* _WHAT IS EXPECTED_
When you reach the line with "if !s.bytes().all(|b| b.is_ascii_alphanumeric())" in the listing below, transcribe it and each line after it up to and including the line with "rest = tail;", exactly and with nothing else.

=-=-=-=-=

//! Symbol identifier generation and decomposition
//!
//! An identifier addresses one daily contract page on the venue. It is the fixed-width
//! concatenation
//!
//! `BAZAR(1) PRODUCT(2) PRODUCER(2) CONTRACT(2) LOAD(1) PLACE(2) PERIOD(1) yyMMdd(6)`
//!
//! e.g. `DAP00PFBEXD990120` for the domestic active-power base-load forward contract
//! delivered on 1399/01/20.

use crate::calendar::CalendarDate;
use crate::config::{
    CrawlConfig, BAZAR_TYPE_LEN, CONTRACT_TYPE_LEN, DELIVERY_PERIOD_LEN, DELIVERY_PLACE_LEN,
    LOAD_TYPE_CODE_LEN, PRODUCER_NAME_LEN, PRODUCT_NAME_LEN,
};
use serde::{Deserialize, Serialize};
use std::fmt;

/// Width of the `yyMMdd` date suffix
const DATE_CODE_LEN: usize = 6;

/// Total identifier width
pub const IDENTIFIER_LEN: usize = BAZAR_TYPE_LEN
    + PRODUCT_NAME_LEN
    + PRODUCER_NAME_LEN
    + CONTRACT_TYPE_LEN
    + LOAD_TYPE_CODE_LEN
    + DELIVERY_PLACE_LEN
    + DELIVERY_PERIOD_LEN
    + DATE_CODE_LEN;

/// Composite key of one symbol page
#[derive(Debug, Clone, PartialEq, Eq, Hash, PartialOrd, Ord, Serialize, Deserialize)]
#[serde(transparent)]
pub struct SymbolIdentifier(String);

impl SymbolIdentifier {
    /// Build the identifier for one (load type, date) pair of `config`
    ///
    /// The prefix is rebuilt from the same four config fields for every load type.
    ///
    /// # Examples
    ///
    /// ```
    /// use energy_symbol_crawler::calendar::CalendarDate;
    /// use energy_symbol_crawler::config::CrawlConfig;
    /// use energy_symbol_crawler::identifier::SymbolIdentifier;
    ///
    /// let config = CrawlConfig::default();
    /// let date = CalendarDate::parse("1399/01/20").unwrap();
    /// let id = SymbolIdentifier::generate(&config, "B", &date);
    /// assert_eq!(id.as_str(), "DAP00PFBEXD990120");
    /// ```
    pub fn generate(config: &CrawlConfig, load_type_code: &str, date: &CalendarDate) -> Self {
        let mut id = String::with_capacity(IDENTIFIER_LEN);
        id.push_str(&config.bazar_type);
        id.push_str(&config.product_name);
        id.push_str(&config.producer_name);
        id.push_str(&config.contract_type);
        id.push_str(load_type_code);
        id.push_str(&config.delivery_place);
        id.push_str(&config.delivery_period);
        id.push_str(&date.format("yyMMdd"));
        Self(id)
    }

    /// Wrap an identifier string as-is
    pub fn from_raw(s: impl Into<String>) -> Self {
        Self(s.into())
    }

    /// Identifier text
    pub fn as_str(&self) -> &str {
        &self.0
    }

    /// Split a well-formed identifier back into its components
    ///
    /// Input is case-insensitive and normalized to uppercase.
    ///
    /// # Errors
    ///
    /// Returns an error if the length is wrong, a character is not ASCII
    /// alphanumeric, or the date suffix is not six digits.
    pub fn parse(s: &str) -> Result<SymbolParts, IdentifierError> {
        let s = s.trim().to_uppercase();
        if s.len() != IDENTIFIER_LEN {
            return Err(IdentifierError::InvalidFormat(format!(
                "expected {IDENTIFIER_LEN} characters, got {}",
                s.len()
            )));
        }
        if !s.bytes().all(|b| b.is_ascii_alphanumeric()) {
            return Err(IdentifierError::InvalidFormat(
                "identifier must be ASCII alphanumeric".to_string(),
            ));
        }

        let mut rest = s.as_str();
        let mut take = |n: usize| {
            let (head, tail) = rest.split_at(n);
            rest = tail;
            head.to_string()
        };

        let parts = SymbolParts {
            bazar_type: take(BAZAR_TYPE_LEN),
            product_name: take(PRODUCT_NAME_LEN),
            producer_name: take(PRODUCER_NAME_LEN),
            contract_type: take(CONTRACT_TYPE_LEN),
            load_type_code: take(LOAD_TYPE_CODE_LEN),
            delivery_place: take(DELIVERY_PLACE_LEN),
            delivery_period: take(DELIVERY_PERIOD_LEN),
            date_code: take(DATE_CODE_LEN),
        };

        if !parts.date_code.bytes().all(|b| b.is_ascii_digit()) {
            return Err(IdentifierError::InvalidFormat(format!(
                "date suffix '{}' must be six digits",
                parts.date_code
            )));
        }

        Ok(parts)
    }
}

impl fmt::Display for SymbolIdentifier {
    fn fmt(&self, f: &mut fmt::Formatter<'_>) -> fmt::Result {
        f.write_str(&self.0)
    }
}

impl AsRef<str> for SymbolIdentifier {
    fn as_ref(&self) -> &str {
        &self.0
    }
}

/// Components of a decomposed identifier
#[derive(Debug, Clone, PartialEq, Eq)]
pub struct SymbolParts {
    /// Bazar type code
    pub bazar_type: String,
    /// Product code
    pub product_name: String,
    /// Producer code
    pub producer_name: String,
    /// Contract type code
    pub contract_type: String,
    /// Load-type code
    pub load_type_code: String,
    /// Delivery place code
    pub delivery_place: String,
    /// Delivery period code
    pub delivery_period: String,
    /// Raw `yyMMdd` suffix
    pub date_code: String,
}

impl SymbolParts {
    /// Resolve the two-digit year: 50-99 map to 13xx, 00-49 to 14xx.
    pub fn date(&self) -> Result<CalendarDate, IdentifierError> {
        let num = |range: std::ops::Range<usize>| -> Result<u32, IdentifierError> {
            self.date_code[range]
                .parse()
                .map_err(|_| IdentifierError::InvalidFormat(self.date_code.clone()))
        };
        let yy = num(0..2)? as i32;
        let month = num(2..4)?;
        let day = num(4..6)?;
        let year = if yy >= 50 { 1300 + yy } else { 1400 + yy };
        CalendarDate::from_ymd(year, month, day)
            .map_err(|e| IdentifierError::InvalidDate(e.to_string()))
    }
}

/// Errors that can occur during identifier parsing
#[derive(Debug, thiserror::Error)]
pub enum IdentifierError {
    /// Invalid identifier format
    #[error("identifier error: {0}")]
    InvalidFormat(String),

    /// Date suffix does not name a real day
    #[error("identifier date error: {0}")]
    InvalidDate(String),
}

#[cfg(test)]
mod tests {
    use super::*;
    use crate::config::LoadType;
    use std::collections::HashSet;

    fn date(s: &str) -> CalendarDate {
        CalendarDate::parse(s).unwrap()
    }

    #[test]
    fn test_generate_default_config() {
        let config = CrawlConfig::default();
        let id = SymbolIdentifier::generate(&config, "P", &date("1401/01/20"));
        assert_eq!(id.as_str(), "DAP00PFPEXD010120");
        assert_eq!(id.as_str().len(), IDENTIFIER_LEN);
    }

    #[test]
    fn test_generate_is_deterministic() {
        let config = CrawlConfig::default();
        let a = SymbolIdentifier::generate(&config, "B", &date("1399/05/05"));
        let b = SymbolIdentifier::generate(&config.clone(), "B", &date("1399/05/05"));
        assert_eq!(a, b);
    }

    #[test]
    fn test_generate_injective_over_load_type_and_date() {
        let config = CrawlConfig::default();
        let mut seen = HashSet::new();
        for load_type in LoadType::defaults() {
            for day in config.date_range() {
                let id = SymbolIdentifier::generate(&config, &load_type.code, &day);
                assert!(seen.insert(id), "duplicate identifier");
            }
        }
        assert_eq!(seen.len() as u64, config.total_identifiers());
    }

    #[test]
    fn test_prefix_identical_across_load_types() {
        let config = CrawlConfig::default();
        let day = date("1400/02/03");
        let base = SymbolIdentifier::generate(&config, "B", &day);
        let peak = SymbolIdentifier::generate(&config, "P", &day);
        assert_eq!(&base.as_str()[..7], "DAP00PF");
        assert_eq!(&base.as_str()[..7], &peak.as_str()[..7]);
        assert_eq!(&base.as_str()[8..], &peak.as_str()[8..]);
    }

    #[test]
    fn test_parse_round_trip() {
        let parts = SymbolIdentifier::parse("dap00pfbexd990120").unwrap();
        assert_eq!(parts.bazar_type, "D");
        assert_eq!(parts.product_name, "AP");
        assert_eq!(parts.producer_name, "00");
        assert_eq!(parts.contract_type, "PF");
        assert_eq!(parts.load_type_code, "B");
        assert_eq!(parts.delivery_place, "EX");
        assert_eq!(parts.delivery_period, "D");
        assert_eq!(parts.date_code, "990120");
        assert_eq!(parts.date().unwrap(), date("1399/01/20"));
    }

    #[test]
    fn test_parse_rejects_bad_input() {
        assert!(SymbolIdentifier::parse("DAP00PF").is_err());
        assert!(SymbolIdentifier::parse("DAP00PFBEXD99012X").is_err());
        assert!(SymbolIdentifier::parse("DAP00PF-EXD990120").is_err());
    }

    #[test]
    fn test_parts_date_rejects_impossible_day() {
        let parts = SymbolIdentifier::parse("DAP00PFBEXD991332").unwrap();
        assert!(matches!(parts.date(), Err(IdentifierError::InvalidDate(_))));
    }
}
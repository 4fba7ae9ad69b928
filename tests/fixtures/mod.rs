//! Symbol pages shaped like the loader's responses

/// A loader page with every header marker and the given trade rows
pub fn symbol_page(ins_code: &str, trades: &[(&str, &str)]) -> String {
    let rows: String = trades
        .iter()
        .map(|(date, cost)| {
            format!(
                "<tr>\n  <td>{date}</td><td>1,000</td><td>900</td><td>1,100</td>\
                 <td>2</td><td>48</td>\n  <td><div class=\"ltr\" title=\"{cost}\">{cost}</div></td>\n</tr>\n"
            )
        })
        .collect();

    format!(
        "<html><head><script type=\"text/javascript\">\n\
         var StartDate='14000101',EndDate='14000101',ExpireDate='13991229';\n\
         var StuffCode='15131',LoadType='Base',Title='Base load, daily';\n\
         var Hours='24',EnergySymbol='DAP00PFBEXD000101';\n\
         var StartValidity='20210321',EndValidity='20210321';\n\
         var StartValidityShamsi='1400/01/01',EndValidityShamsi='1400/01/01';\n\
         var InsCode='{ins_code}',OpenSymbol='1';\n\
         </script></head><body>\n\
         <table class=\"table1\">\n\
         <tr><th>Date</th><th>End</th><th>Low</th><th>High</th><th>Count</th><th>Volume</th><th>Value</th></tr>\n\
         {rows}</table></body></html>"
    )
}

=-=-=-=-=

* _EXERCISE OUTPUT_
        if !s.bytes().all(|b| b.is_ascii_alphanumeric()) {
            return Err(IdentifierError::InvalidFormat(
                "identifier must be ASCII alphanumeric".to_string(),
            ));
        }

        let mut rest = s.as_str();
        let mut take = |n: usize| {
            let (head, tail) = rest.split_at(n);
            rest = tail;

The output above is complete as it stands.